It is known that speaker-specific information is distributed non-uniformly in the frequency domain. Current speaker recognition systems utilize auditory-motivated scales for extracting acoustic features. These scales, however, are not optimised to exploit the spectral distribution of speaker-specific information and hence may not be the optimal choice for speaker recognition. In this paper, we studied the distribution of speaker-specific information in Spectral Centroid Frequency feature, and a non-uniform filter bank is proposed to capture the speaker-specific information effectively.

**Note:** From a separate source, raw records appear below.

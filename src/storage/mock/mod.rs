//! In-memory storage used by tests and the `memory` storage type.
//!
//! A single async mutex guards all tables, so every trait call is atomic
//! with respect to every other, which gives the same guarantees as the
//! SQLite backend's `BEGIN IMMEDIATE` transactions.

use std::collections::BTreeMap;

use async_trait::async_trait;
use chrono::{DateTime, Utc};
use tokio::sync::{Mutex, RwLock};
use uuid::Uuid;

use crate::interfaces::{
    AuditStore, CampaignStore, ReferralQuery, ReferralStore, Result, RewardCreation, RewardInsert,
    RewardQuery, RewardStore, StorageError,
};
use crate::model::{
    Account, AuditLogEntry, Campaign, CampaignStatus, Page, PageRequest, Referral, Reward,
};


/// Tables, each kept in insertion order.
#[derive(Default)]
struct State {
    campaigns: Vec<Campaign>,
    rewards: Vec<Reward>,
    audit: Vec<AuditLogEntry>,
    referrals: Vec<Referral>,
    accounts: BTreeMap<String, Account>,
}

impl State {
    fn append_audit(&mut self, entry: &AuditLogEntry) {
        self.audit.push(entry.clone());
    }

    /// Latest reward for a reference within one triple.
    fn by_reference(
        &self,
        campaign_id: Uuid,
        inviter_account_id: &str,
        invitee_account_id: &str,
        transaction_reference: &str,
    ) -> Option<&Reward> {
        self.rewards.iter().rev().find(|r| {
            r.campaign_id == campaign_id
                && r.inviter_account_id == inviter_account_id
                && r.invitee_account_id == invitee_account_id
                && r.transaction_reference == transaction_reference
        })
    }
}

/// Mock store holding every table in memory.
#[derive(Default)]
pub struct MockStore {
    state: Mutex<State>,
    fail_on_audit: RwLock<bool>,
}

impl MockStore {
    pub fn new() -> Self {
        Self::default()
    }

    /// Make every audit write fail, which must abort the mutation it belongs to.
    pub async fn set_fail_on_audit(&self, fail: bool) {
        *self.fail_on_audit.write().await = fail;
    }

    /// Number of audit entries written so far.
    pub async fn audit_len(&self) -> usize {
        self.state.lock().await.audit.len()
    }

    async fn check_audit(&self) -> Result<()> {
        if *self.fail_on_audit.read().await {
            return Err(StorageError::AuditWrite(
                "audit store unavailable".to_string(),
            ));
        }
        Ok(())
    }
}

fn version_conflict(entity: &'static str, id: impl ToString, expected: u32) -> StorageError {
    StorageError::VersionConflict {
        entity,
        id: id.to_string(),
        expected,
    }
}

fn in_window(at: Option<DateTime<Utc>>, from: DateTime<Utc>, to: DateTime<Utc>) -> bool {
    at.is_some_and(|t| t >= from && t < to)
}

#[async_trait]
impl CampaignStore for MockStore {
    async fn insert_campaign(&self, campaign: &Campaign, audit: &AuditLogEntry) -> Result<()> {
        let mut state = self.state.lock().await;
        if state.campaigns.iter().any(|c| c.id == campaign.id) {
            return Err(StorageError::DuplicateKey(campaign.id.to_string()));
        }
        self.check_audit().await?;
        state.campaigns.push(campaign.clone());
        state.append_audit(audit);
        Ok(())
    }

    async fn update_campaign(
        &self,
        campaign: &Campaign,
        expected_version: u32,
        audit: &AuditLogEntry,
    ) -> Result<()> {
        let mut state = self.state.lock().await;
        let Some(index) = state.campaigns.iter().position(|c| c.id == campaign.id) else {
            return Err(StorageError::NotFound {
                entity: "campaign",
                id: campaign.id.to_string(),
            });
        };
        if state.campaigns[index].version != expected_version {
            return Err(version_conflict("campaign", campaign.id, expected_version));
        }
        self.check_audit().await?;
        state.campaigns[index] = campaign.clone();
        state.append_audit(audit);
        Ok(())
    }

    async fn get_campaign(&self, id: Uuid) -> Result<Option<Campaign>> {
        let state = self.state.lock().await;
        Ok(state.campaigns.iter().find(|c| c.id == id).cloned())
    }

    async fn list_campaigns(
        &self,
        status: Option<CampaignStatus>,
        page: PageRequest,
    ) -> Result<Page<Campaign>> {
        let state = self.state.lock().await;
        let matching: Vec<Campaign> = state
            .campaigns
            .iter()
            .rev()
            .filter(|c| status.map_or(true, |s| c.status == s))
            .cloned()
            .collect();
        Ok(page.slice(&matching))
    }

    async fn all_campaigns(&self) -> Result<Vec<Campaign>> {
        let state = self.state.lock().await;
        Ok(state.campaigns.clone())
    }
}

#[async_trait]
impl RewardStore for MockStore {
    async fn create_reward(&self, creation: &RewardCreation) -> Result<RewardInsert> {
        let mut state = self.state.lock().await;
        let reward = &creation.reward;
        let same_triple = |r: &&Reward| {
            r.campaign_id == reward.campaign_id
                && r.inviter_account_id == reward.inviter_account_id
                && r.invitee_account_id == reward.invitee_account_id
        };

        if let Some(existing) = state.by_reference(
            reward.campaign_id,
            &reward.inviter_account_id,
            &reward.invitee_account_id,
            &reward.transaction_reference,
        ) {
            return Ok(RewardInsert::Duplicate(existing.clone()));
        }

        let used = state
            .rewards
            .iter()
            .filter(same_triple)
            .filter(|r| r.status.counts_toward_cap())
            .count() as u32;
        if used >= creation.max_transactions {
            return Ok(RewardInsert::CapReached { used });
        }

        self.check_audit().await?;
        state.rewards.push(reward.clone());
        if let Some(referral) = state
            .referrals
            .iter_mut()
            .find(|r| r.id == creation.referral_id)
        {
            if referral.qualified_at.is_none() {
                referral.qualified_at = Some(reward.created_at);
            }
        }
        state.append_audit(&creation.audit);
        Ok(RewardInsert::Inserted(reward.clone()))
    }

    async fn get_reward(&self, id: Uuid) -> Result<Option<Reward>> {
        let state = self.state.lock().await;
        Ok(state.rewards.iter().find(|r| r.id == id).cloned())
    }

    async fn find_reward_by_reference(
        &self,
        campaign_id: Uuid,
        inviter_account_id: &str,
        invitee_account_id: &str,
        transaction_reference: &str,
    ) -> Result<Option<Reward>> {
        let state = self.state.lock().await;
        Ok(state
            .by_reference(
                campaign_id,
                inviter_account_id,
                invitee_account_id,
                transaction_reference,
            )
            .cloned())
    }

    async fn update_reward(
        &self,
        reward: &Reward,
        expected_version: u32,
        audit: &AuditLogEntry,
    ) -> Result<()> {
        let mut state = self.state.lock().await;
        let Some(index) = state.rewards.iter().position(|r| r.id == reward.id) else {
            return Err(StorageError::NotFound {
                entity: "reward",
                id: reward.id.to_string(),
            });
        };
        if state.rewards[index].version != expected_version {
            return Err(version_conflict("reward", reward.id, expected_version));
        }
        self.check_audit().await?;
        state.rewards[index] = reward.clone();
        state.append_audit(audit);
        Ok(())
    }

    async fn reissue_reward(
        &self,
        original: &Reward,
        expected_version: u32,
        replacement: &Reward,
        audit: &AuditLogEntry,
    ) -> Result<()> {
        let mut state = self.state.lock().await;
        let Some(index) = state.rewards.iter().position(|r| r.id == original.id) else {
            return Err(StorageError::NotFound {
                entity: "reward",
                id: original.id.to_string(),
            });
        };
        if state.rewards[index].version != expected_version {
            return Err(version_conflict("reward", original.id, expected_version));
        }
        if state.rewards.iter().any(|r| r.id == replacement.id) {
            return Err(StorageError::DuplicateKey(replacement.id.to_string()));
        }
        self.check_audit().await?;
        state.rewards[index] = original.clone();
        state.rewards.push(replacement.clone());
        state.append_audit(audit);
        Ok(())
    }

    async fn list_rewards(&self, query: &RewardQuery, page: PageRequest) -> Result<Page<Reward>> {
        let matching = self.find_rewards(query).await?;
        Ok(page.slice(&matching))
    }

    async fn find_rewards(&self, query: &RewardQuery) -> Result<Vec<Reward>> {
        let state = self.state.lock().await;
        Ok(state
            .rewards
            .iter()
            .filter(|r| query.matches(r))
            .cloned()
            .collect())
    }

    async fn count_capped_rewards(
        &self,
        campaign_id: Uuid,
        inviter_account_id: &str,
        invitee_account_id: &str,
    ) -> Result<u32> {
        let state = self.state.lock().await;
        Ok(state
            .rewards
            .iter()
            .filter(|r| {
                r.campaign_id == campaign_id
                    && r.inviter_account_id == inviter_account_id
                    && r.invitee_account_id == invitee_account_id
                    && r.status.counts_toward_cap()
            })
            .count() as u32)
    }
}

#[async_trait]
impl AuditStore for MockStore {
    async fn append_audit(&self, entry: &AuditLogEntry) -> Result<()> {
        let mut state = self.state.lock().await;
        self.check_audit().await?;
        state.append_audit(entry);
        Ok(())
    }

    async fn list_audit(
        &self,
        action_prefix: Option<&str>,
        page: PageRequest,
    ) -> Result<Page<AuditLogEntry>> {
        let state = self.state.lock().await;
        let matching: Vec<AuditLogEntry> = state
            .audit
            .iter()
            .rev()
            .filter(|e| action_prefix.map_or(true, |p| e.action.starts_with(p)))
            .cloned()
            .collect();
        Ok(page.slice(&matching))
    }
}

#[async_trait]
impl ReferralStore for MockStore {
    async fn insert_referral(&self, referral: &Referral, audit: &AuditLogEntry) -> Result<()> {
        let mut state = self.state.lock().await;
        if state.referrals.iter().any(|r| r.id == referral.id) {
            return Err(StorageError::DuplicateKey(referral.id.to_string()));
        }
        self.check_audit().await?;
        state.referrals.push(referral.clone());
        state.append_audit(audit);
        Ok(())
    }

    async fn mark_signed_up(
        &self,
        referral_id: Uuid,
        invitee_account_id: &str,
        at: DateTime<Utc>,
        audit: &AuditLogEntry,
    ) -> Result<()> {
        let mut state = self.state.lock().await;
        let Some(index) = state.referrals.iter().position(|r| r.id == referral_id) else {
            return Err(StorageError::NotFound {
                entity: "referral",
                id: referral_id.to_string(),
            });
        };
        if state.referrals[index].signed_up_at.is_some() {
            return Err(version_conflict("referral", referral_id, 0));
        }
        self.check_audit().await?;
        let referral = &mut state.referrals[index];
        referral.invitee_account_id = Some(invitee_account_id.to_string());
        referral.signed_up_at = Some(at);
        state.append_audit(audit);
        Ok(())
    }

    async fn get_referral(&self, id: Uuid) -> Result<Option<Referral>> {
        let state = self.state.lock().await;
        Ok(state.referrals.iter().find(|r| r.id == id).cloned())
    }

    async fn find_referral_by_invitee(
        &self,
        invitee_account_id: &str,
    ) -> Result<Option<Referral>> {
        let state = self.state.lock().await;
        Ok(state
            .referrals
            .iter()
            .filter(|r| r.invitee_account_id.as_deref() == Some(invitee_account_id))
            .max_by_key(|r| r.signed_up_at)
            .cloned())
    }

    async fn list_referrals(
        &self,
        query: &ReferralQuery,
        page: PageRequest,
    ) -> Result<Page<Referral>> {
        let state = self.state.lock().await;
        let matching: Vec<Referral> = state
            .referrals
            .iter()
            .filter(|r| query.matches(r))
            .cloned()
            .collect();
        Ok(page.slice(&matching))
    }

    async fn referrals_touching(
        &self,
        from: DateTime<Utc>,
        to: DateTime<Utc>,
    ) -> Result<Vec<Referral>> {
        let state = self.state.lock().await;
        Ok(state
            .referrals
            .iter()
            .filter(|r| {
                in_window(Some(r.invited_at), from, to)
                    || in_window(r.signed_up_at, from, to)
                    || in_window(r.qualified_at, from, to)
            })
            .cloned()
            .collect())
    }

    async fn upsert_account(&self, account: &Account, audit: &AuditLogEntry) -> Result<()> {
        let mut state = self.state.lock().await;
        let email_taken = state
            .accounts
            .values()
            .any(|a| a.email == account.email && a.account_id != account.account_id);
        if email_taken {
            return Err(StorageError::DuplicateKey(account.email.clone()));
        }
        self.check_audit().await?;
        state
            .accounts
            .insert(account.account_id.clone(), account.clone());
        state.append_audit(audit);
        Ok(())
    }

    async fn get_account(&self, account_id: &str) -> Result<Option<Account>> {
        let state = self.state.lock().await;
        Ok(state.accounts.get(account_id).cloned())
    }

    async fn find_account_by_email(&self, email: &str) -> Result<Option<Account>> {
        let state = self.state.lock().await;
        Ok(state.accounts.values().find(|a| a.email == email).cloned())
    }
}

We used F-ratio and Kullback-Leibler (KL) distance to measure distribution of speaker-specific information and we empirically showed that KL distance is better than F-ratio in measuring discriminative ability. The proposed filterbank emphasises the high KL distance regions by allocating more filters in those regions. Experimental results showed a relative EER reduction of 8.8% over the Mel-scale filterbank on NIST2006 SRE database.
Index Terms: speaker recognition, F-ratio, Kullback-Leibler distance, Spectral centroid frequency
Bibliographic reference. Kua, Jia Min Karen / Thiruvaran, Tharmarajah / Ambikairajah, Eliathamby (2012): "A non-uniform filterbank for speaker recognition", In INTERSPEECH-2012, 2274-2277.